Below are entries to examine: work out how many lines contain the word "settled", and give only that number.

Stored items
+-------+

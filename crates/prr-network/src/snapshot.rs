//! # Versioned Snapshot
//!
//! A [`NetworkSnapshot`] is a flat, serializable image of a [`Network`]:
//! every cross reference is a key, never a pointer. [`Network::restore`]
//! re-resolves those keys and refuses any snapshot whose references do not
//! line up, so a restored network satisfies the same invariants as one
//! built through registration.
//!
//! Reading and writing snapshot files is left to the caller.

use std::collections::BTreeMap;

use serde::{Deserialize, Serialize};
use thiserror::Error;

use prr_core::{ClientId, CommunicationId, NetworkConfig, TerminalId};
use prr_state::Communication;

use crate::client::Client;
use crate::network::Network;
use crate::terminal::Terminal;

/// Current snapshot schema version.
pub const SNAPSHOT_VERSION: u32 = 1;

/// Serializable image of a network.
#[derive(Debug, Clone, PartialEq, Serialize, Deserialize)]
pub struct NetworkSnapshot {
    /// Schema version; must equal [`SNAPSHOT_VERSION`].
    pub version: u32,
    /// Key the next communication will receive.
    pub next_communication_id: CommunicationId,
    /// Clients, ordered by key.
    pub clients: Vec<Client>,
    /// Terminals, ordered by key.
    pub terminals: Vec<Terminal>,
    /// Communications, ordered by key.
    pub communications: Vec<Communication>,
}

/// Why a snapshot could not be restored.
#[derive(Error, Debug, Clone, PartialEq)]
pub enum SnapshotError {
    /// Written by an incompatible schema.
    #[error("unsupported snapshot version {found} (expected {expected})", expected = SNAPSHOT_VERSION)]
    UnsupportedVersion {
        /// Version found in the snapshot.
        found: u32,
    },

    /// The same key appears twice.
    #[error("duplicate key in snapshot: {0}")]
    DuplicateKey(String),

    /// A terminal names an owner that is not in the snapshot.
    #[error("terminal {terminal} is owned by unknown client {owner}")]
    MissingOwner {
        /// The terminal.
        terminal: TerminalId,
        /// Its recorded owner.
        owner: ClientId,
    },

    /// A client's terminal list and the terminals' owners disagree.
    #[error("client {client} and terminal {terminal} disagree on ownership")]
    OwnershipMismatch {
        /// The client.
        client: ClientId,
        /// The terminal.
        terminal: TerminalId,
    },

    /// A communication or friend list names a terminal not in the snapshot.
    #[error("{context} refers to unknown terminal {terminal}")]
    MissingTerminal {
        /// Where the reference was found.
        context: String,
        /// The missing key.
        terminal: TerminalId,
    },

    /// A terminal names a communication not in the snapshot.
    #[error("terminal {terminal} refers to unknown communication {communication}")]
    MissingCommunication {
        /// The terminal.
        terminal: TerminalId,
        /// The missing key.
        communication: CommunicationId,
    },

    /// A terminal's ongoing reference is not an ongoing call it takes part in.
    #[error("terminal {terminal} holds a stale ongoing reference to {communication}")]
    StaleOngoing {
        /// The terminal.
        terminal: TerminalId,
        /// The referenced communication.
        communication: CommunicationId,
    },

    /// A communication key is not below the id counter.
    #[error("communication {0} is not below the next id")]
    IdCounterBehind(CommunicationId),
}

impl Network {
    /// Capture the network as a snapshot.
    pub fn snapshot(&self) -> NetworkSnapshot {
        NetworkSnapshot {
            version: SNAPSHOT_VERSION,
            next_communication_id: self.next_communication_id,
            clients: self.clients.values().cloned().collect(),
            terminals: self.terminals.values().cloned().collect(),
            communications: self.communications.values().cloned().collect(),
        }
    }

    /// Rebuild a network from a snapshot. The result is not dirty.
    ///
    /// # Errors
    ///
    /// [`SnapshotError`] if the version is unsupported or any reference
    /// fails to resolve.
    pub fn restore(
        snapshot: NetworkSnapshot,
        config: NetworkConfig,
    ) -> Result<Network, SnapshotError> {
        if snapshot.version != SNAPSHOT_VERSION {
            return Err(SnapshotError::UnsupportedVersion {
                found: snapshot.version,
            });
        }

        let clients = index(snapshot.clients, |c| c.id().clone())?;
        let terminals = index(snapshot.terminals, |t| t.id().clone())?;
        let communications = index(snapshot.communications, |c| c.id())?;

        for terminal in terminals.values() {
            check_terminal(terminal, &clients, &terminals, &communications)?;
        }
        for client in clients.values() {
            for id in client.terminals() {
                let owned = terminals.get(id).is_some_and(|t| t.owner() == client.id());
                if !owned {
                    return Err(SnapshotError::OwnershipMismatch {
                        client: client.id().clone(),
                        terminal: id.clone(),
                    });
                }
            }
        }
        for communication in communications.values() {
            for endpoint in [communication.sender(), communication.receiver()] {
                if !terminals.contains_key(endpoint) {
                    return Err(SnapshotError::MissingTerminal {
                        context: format!("communication {}", communication.id()),
                        terminal: endpoint.clone(),
                    });
                }
            }
            if communication.id() >= snapshot.next_communication_id {
                return Err(SnapshotError::IdCounterBehind(communication.id()));
            }
        }

        tracing::debug!(
            clients = clients.len(),
            terminals = terminals.len(),
            communications = communications.len(),
            "network restored"
        );
        Ok(Network {
            config,
            clients,
            terminals,
            communications,
            next_communication_id: snapshot.next_communication_id,
            dirty: false,
        })
    }
}

fn index<K: Ord + ToString, V>(
    items: Vec<V>,
    key: impl Fn(&V) -> K,
) -> Result<BTreeMap<K, V>, SnapshotError> {
    let mut map = BTreeMap::new();
    for item in items {
        let k = key(&item);
        if map.contains_key(&k) {
            return Err(SnapshotError::DuplicateKey(k.to_string()));
        }
        map.insert(k, item);
    }
    Ok(map)
}

fn check_terminal(
    terminal: &Terminal,
    clients: &BTreeMap<ClientId, Client>,
    terminals: &BTreeMap<TerminalId, Terminal>,
    communications: &BTreeMap<CommunicationId, Communication>,
) -> Result<(), SnapshotError> {
    let id = terminal.id();
    let owner = clients
        .get(terminal.owner())
        .ok_or_else(|| SnapshotError::MissingOwner {
            terminal: id.clone(),
            owner: terminal.owner().clone(),
        })?;
    if !owner.owns(id) {
        return Err(SnapshotError::OwnershipMismatch {
            client: owner.id().clone(),
            terminal: id.clone(),
        });
    }
    for friend in terminal.friends() {
        if !terminals.contains_key(friend) {
            return Err(SnapshotError::MissingTerminal {
                context: format!("friend list of {id}"),
                terminal: friend.clone(),
            });
        }
    }
    for communication in terminal.communications() {
        if !communications.contains_key(communication) {
            return Err(SnapshotError::MissingCommunication {
                terminal: id.clone(),
                communication: *communication,
            });
        }
    }
    if let Some(ongoing) = terminal.ongoing() {
        let live = communications
            .get(&ongoing)
            .is_some_and(|c| c.is_ongoing() && (c.sender() == id || c.receiver() == id));
        if !live {
            return Err(SnapshotError::StaleOngoing {
                terminal: id.clone(),
                communication: ongoing,
            });
        }
    }
    for client in terminal.pending_notify() {
        if !clients.contains_key(client) {
            return Err(SnapshotError::MissingOwner {
                terminal: id.clone(),
                owner: client.clone(),
            });
        }
    }
    Ok(())
}
//! # Communication Lifecycle
//!
//! ## Text
//!
//! Single-shot. Priced at creation and charged to the sender's debts. A text
//! is never ongoing and is created with `paid` set, so a payment for it is
//! rejected.
//!
//! ## Voice / Video
//!
//! ```text
//! created (ongoing) ──finish(by sender)──▶ finished (priced, unpaid) ──pay──▶ paid
//! ```
//!
//! A communication is never both paid and ongoing, and its price is never
//! negative. Price, `paid` and `ongoing` are each set once.
//!
//! Pricing is supplied by the caller as a `quote` closure over
//! `(kind, units)`, so this module knows nothing about tiers or friendship.

use serde::{Deserialize, Serialize};

use prr_core::{CommunicationId, InvalidCommunicationReason, NetworkError, TerminalId};
use prr_tariff::CommunicationKind;

/// Kind-specific data of a communication.
#[derive(Debug, Clone, PartialEq, Eq, Serialize, Deserialize)]
pub enum Payload {
    /// A text message.
    Text {
        /// Message body.
        message: String,
    },
    /// A voice call; duration is known once it ends.
    Voice {
        /// Units the call lasted.
        duration: Option<u32>,
    },
    /// A video call; duration is known once it ends.
    Video {
        /// Units the call lasted.
        duration: Option<u32>,
    },
}

impl Payload {
    /// The communication kind.
    pub fn kind(&self) -> CommunicationKind {
        match self {
            Self::Text { .. } => CommunicationKind::Text,
            Self::Voice { .. } => CommunicationKind::Voice,
            Self::Video { .. } => CommunicationKind::Video,
        }
    }

    /// Priced units: characters for text, duration for calls (0 while
    /// ongoing).
    pub fn units(&self) -> u32 {
        match self {
            Self::Text { message } => text_units(message),
            Self::Voice { duration } | Self::Video { duration } => duration.unwrap_or(0),
        }
    }
}

fn text_units(message: &str) -> u32 {
    u32::try_from(message.chars().count()).unwrap_or(u32::MAX)
}

/// A communication between two terminals.
#[derive(Debug, Clone, PartialEq, Serialize, Deserialize)]
pub struct Communication {
    id: CommunicationId,
    sender: TerminalId,
    receiver: TerminalId,
    price: f64,
    paid: bool,
    ongoing: bool,
    payload: Payload,
}

impl Communication {
    /// A text message, priced with `quote` at creation and marked paid.
    pub fn text(
        id: CommunicationId,
        sender: TerminalId,
        receiver: TerminalId,
        message: String,
        quote: impl FnOnce(CommunicationKind, u32) -> f64,
    ) -> Self {
        let price = quote(CommunicationKind::Text, text_units(&message)).max(0.0);
        Self {
            id,
            sender,
            receiver,
            price,
            paid: true,
            ongoing: false,
            payload: Payload::Text { message },
        }
    }

    /// A voice call that has just started.
    pub fn voice(id: CommunicationId, sender: TerminalId, receiver: TerminalId) -> Self {
        Self::started(id, sender, receiver, Payload::Voice { duration: None })
    }

    /// A video call that has just started.
    pub fn video(id: CommunicationId, sender: TerminalId, receiver: TerminalId) -> Self {
        Self::started(id, sender, receiver, Payload::Video { duration: None })
    }

    fn started(
        id: CommunicationId,
        sender: TerminalId,
        receiver: TerminalId,
        payload: Payload,
    ) -> Self {
        Self {
            id,
            sender,
            receiver,
            price: 0.0,
            paid: false,
            ongoing: true,
            payload,
        }
    }

    /// Communication key.
    pub fn id(&self) -> CommunicationId {
        self.id
    }

    /// Originating terminal.
    pub fn sender(&self) -> &TerminalId {
        &self.sender
    }

    /// Destination terminal.
    pub fn receiver(&self) -> &TerminalId {
        &self.receiver
    }

    /// Price; 0 until an interactive call ends.
    pub fn price(&self) -> f64 {
        self.price
    }

    /// Whether the price has been settled.
    pub fn is_paid(&self) -> bool {
        self.paid
    }

    /// Whether an interactive call is still in progress.
    pub fn is_ongoing(&self) -> bool {
        self.ongoing
    }

    /// Kind-specific data.
    pub fn payload(&self) -> &Payload {
        &self.payload
    }

    /// The communication kind.
    pub fn kind(&self) -> CommunicationKind {
        self.payload.kind()
    }

    /// Priced units.
    pub fn units(&self) -> u32 {
        self.payload.units()
    }

    /// End an ongoing call on behalf of `by`, pricing it with `quote`.
    ///
    /// Returns the price, or `None` with nothing changed if `by` is not the
    /// sender or the call is not ongoing.
    pub fn finish(
        &mut self,
        by: &TerminalId,
        duration: u32,
        quote: impl FnOnce(CommunicationKind, u32) -> f64,
    ) -> Option<f64> {
        if !self.ongoing || *by != self.sender {
            return None;
        }
        match &mut self.payload {
            Payload::Voice { duration: d } | Payload::Video { duration: d } => *d = Some(duration),
            Payload::Text { .. } => return None,
        }
        self.ongoing = false;
        self.price = quote(self.payload.kind(), duration).max(0.0);
        Some(self.price)
    }

    /// Pay a finished call on behalf of `payer`. Returns the amount settled.
    ///
    /// # Errors
    ///
    /// `InvalidCommunication` if `payer` is not the sender, the
    /// communication is a text, or it is still ongoing or already paid.
    pub fn pay(&mut self, payer: &TerminalId) -> Result<f64, NetworkError> {
        let reason = if *payer != self.sender {
            Some(InvalidCommunicationReason::NotSender(self.id))
        } else if matches!(self.payload, Payload::Text { .. }) {
            Some(InvalidCommunicationReason::PrepaidText(self.id))
        } else if self.ongoing {
            Some(InvalidCommunicationReason::Ongoing(self.id))
        } else if self.paid {
            Some(InvalidCommunicationReason::AlreadyPaid(self.id))
        } else {
            None
        };
        if let Some(reason) = reason {
            return Err(NetworkError::InvalidCommunication(reason));
        }
        self.paid = true;
        Ok(self.price)
    }
}

#[cfg(test)]
mod tests {
    use super::*;

    fn tid(s: &str) -> TerminalId {
        TerminalId::new(s).unwrap()
    }

    fn flat(per_unit: f64) -> impl FnOnce(CommunicationKind, u32) -> f64 {
        move |_, units| per_unit * f64::from(units)
    }

    fn call() -> Communication {
        Communication::voice(CommunicationId::new(1), tid("111111"), tid("222222"))
    }

    // ── Text ─────────────────────────────────────────────────────────

    #[test]
    fn text_is_priced_and_paid_at_creation() {
        let c = Communication::text(
            CommunicationId::new(3),
            tid("111111"),
            tid("222222"),
            "hello".to_string(),
            flat(2.0),
        );
        assert_eq!(c.kind(), CommunicationKind::Text);
        assert_eq!(c.units(), 5);
        assert_eq!(c.price(), 10.0);
        assert!(c.is_paid());
        assert!(!c.is_ongoing());
    }

    #[test]
    fn text_units_count_characters_not_bytes() {
        let c = Communication::text(
            CommunicationId::new(1),
            tid("111111"),
            tid("222222"),
            "olá".to_string(),
            flat(1.0),
        );
        assert_eq!(c.units(), 3);
    }

    #[test]
    fn text_cannot_be_paid() {
        let mut c = Communication::text(
            CommunicationId::new(1),
            tid("111111"),
            tid("222222"),
            "x".to_string(),
            flat(1.0),
        );
        let err = c.pay(&tid("111111")).unwrap_err();
        assert_eq!(
            err,
            NetworkError::InvalidCommunication(InvalidCommunicationReason::PrepaidText(
                CommunicationId::new(1)
            ))
        );
    }

    #[test]
    fn negative_quote_is_clamped() {
        let c = Communication::text(
            CommunicationId::new(1),
            tid("111111"),
            tid("222222"),
            "x".to_string(),
            |_, _| -5.0,
        );
        assert_eq!(c.price(), 0.0);
    }

    // ── Interactive ──────────────────────────────────────────────────

    #[test]
    fn call_starts_ongoing_and_unpriced() {
        let c = call();
        assert!(c.is_ongoing());
        assert!(!c.is_paid());
        assert_eq!(c.price(), 0.0);
        assert_eq!(c.units(), 0);
    }

    #[test]
    fn sender_finishes_call() {
        let mut c = call();
        let price = c.finish(&tid("111111"), 2, flat(20.0)).unwrap();
        assert_eq!(price, 40.0);
        assert_eq!(c.units(), 2);
        assert!(!c.is_ongoing());
        assert!(!c.is_paid());
    }

    #[test]
    fn receiver_cannot_finish_call() {
        let mut c = call();
        assert!(c.finish(&tid("222222"), 2, flat(20.0)).is_none());
        assert!(c.is_ongoing());
        assert_eq!(c.units(), 0);
    }

    #[test]
    fn finished_call_cannot_be_finished_again() {
        let mut c = call();
        c.finish(&tid("111111"), 2, flat(20.0)).unwrap();
        assert!(c.finish(&tid("111111"), 9, flat(20.0)).is_none());
        assert_eq!(c.price(), 40.0);
    }

    #[test]
    fn payment_rules() {
        let mut c = call();
        assert!(matches!(
            c.pay(&tid("111111")),
            Err(NetworkError::InvalidCommunication(InvalidCommunicationReason::Ongoing(_)))
        ));
        c.finish(&tid("111111"), 3, flat(10.0)).unwrap();
        assert!(matches!(
            c.pay(&tid("222222")),
            Err(NetworkError::InvalidCommunication(InvalidCommunicationReason::NotSender(_)))
        ));
        assert_eq!(c.pay(&tid("111111")).unwrap(), 30.0);
        assert!(c.is_paid());
        assert!(matches!(
            c.pay(&tid("111111")),
            Err(NetworkError::InvalidCommunication(InvalidCommunicationReason::AlreadyPaid(_)))
        ));
    }

    #[test]
    fn video_kind() {
        let c = Communication::video(CommunicationId::new(1), tid("111111"), tid("222222"));
        assert_eq!(c.kind(), CommunicationKind::Video);
    }

    #[test]
    fn communication_serialization() {
        let mut c = call();
        c.finish(&tid("111111"), 4, flat(20.0)).unwrap();
        let json = serde_json::to_string(&c).unwrap();
        let parsed: Communication = serde_json::from_str(&json).unwrap();
        assert_eq!(parsed, c);
    }
}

+-------+

SOLVED PROBLEM -
2